Il nous restait trois mois avant l’arrivée de notre bébé. Nous avons préparé la chambre avec enthousiasme : meubles, papiers peints, veilleuses, jouets. Le soir, nous nous promenions dans le parc, main dans la main, incapables de croire que ce n’était pas un rêve.
— Je pense souvent à la personne dont le cœur bat maintenant en moi, — m’a confié un jour Denis. — J’aimerais rencontrer sa famille, les remercier.
J’ai frissonné intérieurement : je voyais défiler ces gens qui, pour de l’argent, avaient signé sans un geste de compassion. Le froid et la peur me revenaient.
— Ce ne serait pas une bonne idée, — ai-je répondu doucement, mais fermement. — Ce sont des gens différents…
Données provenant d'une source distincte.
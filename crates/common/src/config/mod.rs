//! Configuration management for BrandLens services
//!
//! Supports loading configuration from:
//! - Environment variables (prefixed with APP__)
//! - Configuration files (config.toml, config.yaml)
//! - Default values

use config::{Config, ConfigError, Environment, File};
use serde::{Deserialize, Serialize};
use std::time::Duration;

/// Main application configuration
#[derive(Debug, Clone, Deserialize, Serialize)]
pub struct AppConfig {
    /// Server configuration
    pub server: ServerConfig,

    /// Database configuration
    pub database: DatabaseConfig,

    /// Upstream language model configuration
    #[serde(default)]
    pub llm: LlmConfig,

    /// Analysis and dashboard tuning
    #[serde(default)]
    pub analysis: AnalysisConfig,

    /// Observability configuration
    #[serde(default)]
    pub observability: ObservabilityConfig,
}

#[derive(Debug, Clone, Deserialize, Serialize)]
pub struct ServerConfig {
    /// Host to bind to
    #[serde(default = "default_host")]
    pub host: String,

    /// Port to listen on
    #[serde(default = "default_port")]
    pub port: u16,

    /// Request timeout in seconds (analysis batches are slow)
    #[serde(default = "default_request_timeout")]
    pub request_timeout_secs: u64,

    /// Shutdown timeout in seconds
    #[serde(default = "default_shutdown_timeout")]
    pub shutdown_timeout_secs: u64,
}

#[derive(Debug, Clone, Deserialize, Serialize)]
pub struct DatabaseConfig {
    /// Primary database URL (for writes)
    pub url: String,

    /// Read replica URL (optional, falls back to primary)
    pub read_url: Option<String>,

    /// Maximum number of connections
    #[serde(default = "default_max_connections")]
    pub max_connections: u32,

    /// Minimum number of connections
    #[serde(default = "default_min_connections")]
    pub min_connections: u32,

    /// Connection timeout in seconds
    #[serde(default = "default_connect_timeout")]
    pub connect_timeout_secs: u64,

    /// Idle timeout in seconds
    #[serde(default = "default_idle_timeout")]
    pub idle_timeout_secs: u64,
}

#[derive(Debug, Clone, Deserialize, Serialize)]
pub struct LlmConfig {
    /// Provider: openai, disabled
    #[serde(default = "default_llm_provider")]
    pub provider: String,

    /// API key; calls are disabled when absent
    pub api_key: Option<String>,

    /// API base URL (for compatible endpoints)
    #[serde(default = "default_llm_api_base")]
    pub api_base: String,

    /// Chat model
    #[serde(default = "default_llm_model")]
    pub model: String,

    /// Request timeout in seconds
    #[serde(default = "default_llm_timeout")]
    pub timeout_secs: u64,

    /// Force the synthetic path even when a key is configured
    #[serde(default)]
    pub demo_mode: bool,

    /// Temperature used when answering tracked queries
    #[serde(default = "default_answer_temperature")]
    pub answer_temperature: f32,

    /// Temperature used for structured analysis prompts
    #[serde(default = "default_analysis_temperature")]
    pub analysis_temperature: f32,

    /// Max tokens for answers
    #[serde(default = "default_answer_max_tokens")]
    pub answer_max_tokens: u32,

    /// Max tokens for structured analysis
    #[serde(default = "default_analysis_max_tokens")]
    pub analysis_max_tokens: u32,
}

#[derive(Debug, Clone, Deserialize, Serialize)]
pub struct AnalysisConfig {
    /// Default history window in days
    #[serde(default = "default_history_days")]
    pub history_days: i64,

    /// Number of recent results embedded in the dashboard
    #[serde(default = "default_recent_results")]
    pub recent_results: usize,

    /// Number of citation domains kept on the dashboard
    #[serde(default = "default_top_citations")]
    pub top_citations: usize,

    /// Fixed seed for the synthetic responder (random when unset)
    pub synthetic_seed: Option<u64>,
}

#[derive(Debug, Clone, Deserialize, Serialize)]
pub struct ObservabilityConfig {
    /// Log level (debug, info, warn, error)
    #[serde(default = "default_log_level")]
    pub log_level: String,

    /// Enable JSON logging
    #[serde(default = "default_json_logging")]
    pub json_logging: bool,

    /// Metrics port (0 to disable)
    #[serde(default = "default_metrics_port")]
    pub metrics_port: u16,

    /// Service name for tracing
    #[serde(default = "default_service_name")]
    pub service_name: String,
}

// Default value functions
fn default_host() -> String { "0.0.0.0".to_string() }
fn default_port() -> u16 { 8080 }
fn default_request_timeout() -> u64 { 300 }
fn default_shutdown_timeout() -> u64 { 30 }
fn default_max_connections() -> u32 { 20 }
fn default_min_connections() -> u32 { 2 }
fn default_connect_timeout() -> u64 { 10 }
fn default_idle_timeout() -> u64 { 300 }
fn default_llm_provider() -> String { "openai".to_string() }
fn default_llm_api_base() -> String { "https://api.openai.com/v1".to_string() }
fn default_llm_model() -> String { "gpt-4o-mini".to_string() }
fn default_llm_timeout() -> u64 { 60 }
fn default_answer_temperature() -> f32 { 0.7 }
fn default_analysis_temperature() -> f32 { 0.3 }
fn default_answer_max_tokens() -> u32 { 1500 }
fn default_analysis_max_tokens() -> u32 { 2000 }
fn default_history_days() -> i64 { 30 }
fn default_recent_results() -> usize { 10 }
fn default_top_citations() -> usize { 10 }
fn default_log_level() -> String { "info".to_string() }
fn default_json_logging() -> bool { true }
fn default_metrics_port() -> u16 { 9090 }
fn default_service_name() -> String { "brandlens".to_string() }

impl Default for LlmConfig {
    fn default() -> Self {
        Self {
            provider: default_llm_provider(),
            api_key: None,
            api_base: default_llm_api_base(),
            model: default_llm_model(),
            timeout_secs: default_llm_timeout(),
            demo_mode: false,
            answer_temperature: default_answer_temperature(),
            analysis_temperature: default_analysis_temperature(),
            answer_max_tokens: default_answer_max_tokens(),
            analysis_max_tokens: default_analysis_max_tokens(),
        }
    }
}

impl Default for AnalysisConfig {
    fn default() -> Self {
        Self {
            history_days: default_history_days(),
            recent_results: default_recent_results(),
            top_citations: default_top_citations(),
            synthetic_seed: None,
        }
    }
}

impl Default for ObservabilityConfig {
    fn default() -> Self {
        Self {
            log_level: default_log_level(),
            json_logging: default_json_logging(),
            metrics_port: default_metrics_port(),
            service_name: default_service_name(),
        }
    }
}

impl LlmConfig {
    /// Whether outbound LLM calls should be attempted at all
    pub fn is_enabled(&self) -> bool {
        !self.demo_mode
            && self.provider != "disabled"
            && self.api_key.as_deref().is_some_and(|k| !k.trim().is_empty())
    }

    /// Get request timeout as Duration
    pub fn timeout(&self) -> Duration {
        Duration::from_secs(self.timeout_secs)
    }
}

impl AppConfig {
    /// Load configuration from environment and files
    pub fn load() -> Result<Self, ConfigError> {
        let env = std::env::var("APP_ENV").unwrap_or_else(|_| "development".to_string());

        let config = Config::builder()
            // Start with defaults
            .set_default("server.host", "0.0.0.0")?
            .set_default("server.port", 8080)?

            // Load base config file
            .add_source(File::with_name("config/default").required(false))

            // Load environment-specific config
            .add_source(File::with_name(&format!("config/{}", env)).required(false))

            // Load local overrides
            .add_source(File::with_name("config/local").required(false))

            // Load from environment variables with APP__ prefix
            // e.g., APP__LLM__API_KEY=sk-...
            .add_source(
                Environment::with_prefix("APP")
                    .separator("__")
                    .try_parsing(true),
            )
            .build()?;

        config.try_deserialize()
    }

    /// Load from a specific TOML file
    pub fn from_file(path: &str) -> Result<Self, ConfigError> {
        let config = Config::builder()
            .add_source(File::with_name(path))
            .add_source(
                Environment::with_prefix("APP")
                    .separator("__")
                    .try_parsing(true),
            )
            .build()?;

        config.try_deserialize()
    }

    /// Get request timeout as Duration
    pub fn request_timeout(&self) -> Duration {
        Duration::from_secs(self.server.request_timeout_secs)
    }

    /// Get shutdown timeout as Duration
    pub fn shutdown_timeout(&self) -> Duration {
        Duration::from_secs(self.server.shutdown_timeout_secs)
    }

    /// Get the read database URL (falls back to primary)
    pub fn read_database_url(&self) -> &str {
        self.database.read_url.as_deref().unwrap_or(&self.database.url)
    }
}

impl Default for AppConfig {
    fn default() -> Self {
        Self {
            server: ServerConfig {
                host: default_host(),
                port: default_port(),
                request_timeout_secs: default_request_timeout(),
                shutdown_timeout_secs: default_shutdown_timeout(),
            },
            database: DatabaseConfig {
                url: "postgres://localhost/brandlens".to_string(),
                read_url: None,
                max_connections: default_max_connections(),
                min_connections: default_min_connections(),
                connect_timeout_secs: default_connect_timeout(),
                idle_timeout_secs: default_idle_timeout(),
            },
            llm: LlmConfig::default(),
            analysis: AnalysisConfig::default(),
            observability: ObservabilityConfig::default(),
        }
    }
}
Pourtant, quelques jours plus tard, Denis est revenu à la charge :
— J’ai découvert leur adresse. Allons-y. Je veux le faire.
La maison dans laquelle nous sommes allés avait l’air abandonnée : murs décrépis, fenêtres brisées, rues en friche. À l’intérieur, des éclats de voix s’élevaient — on procédait à l’extraction d’un enfant pour placement d’office.
Un petit garçon de trois ans, maigre, sale, les yeux grands et effrayés, ne pleurait pas. Il nous fixait avec une maturité effrayante.
— Il s’appelle Vania, — murmura une assistante sociale en serrant l’enfant contre elle.
Sans un mot, Denis et moi sommes repartis. Tout était dit dans nos regards.
Ce soir-là, au dîner, Denis a brisé le silence :
— Ces yeux… Je n’arrive pas à les oublier. Peut-être parce que leur père vit en moi maintenant de façon très concrète…
J’ai hoché la tête. Je pensais la même chose.
Le lendemain matin, nous avons pris une décision. Grâce aux relations de Nikolaï Ivanovitch, le processus a été accéléré : quelques semaines plus tard, les papiers étaient prêts, et nous avons officiellement adopté ce petit garçon.
Lorsque j’ai quitté la maternité avec notre toute petite fille, j’avais déjà un grand garçon à la maison. Mes beaux-parents nous attendaient.
Et ce dîner tant espéré à « Astoria » a bien eu lieu. J’ai remis la robe rouge que Denis aimait tant. Nous étions seuls… presque, car nos deux enfants nous attendaient chez nous, avec la conviction que la vie renaissait à zéro. Et nous avions appris la plus belle leçon : chaque minute est précieuse, car les miracles arrivent… surtout quand on y croit.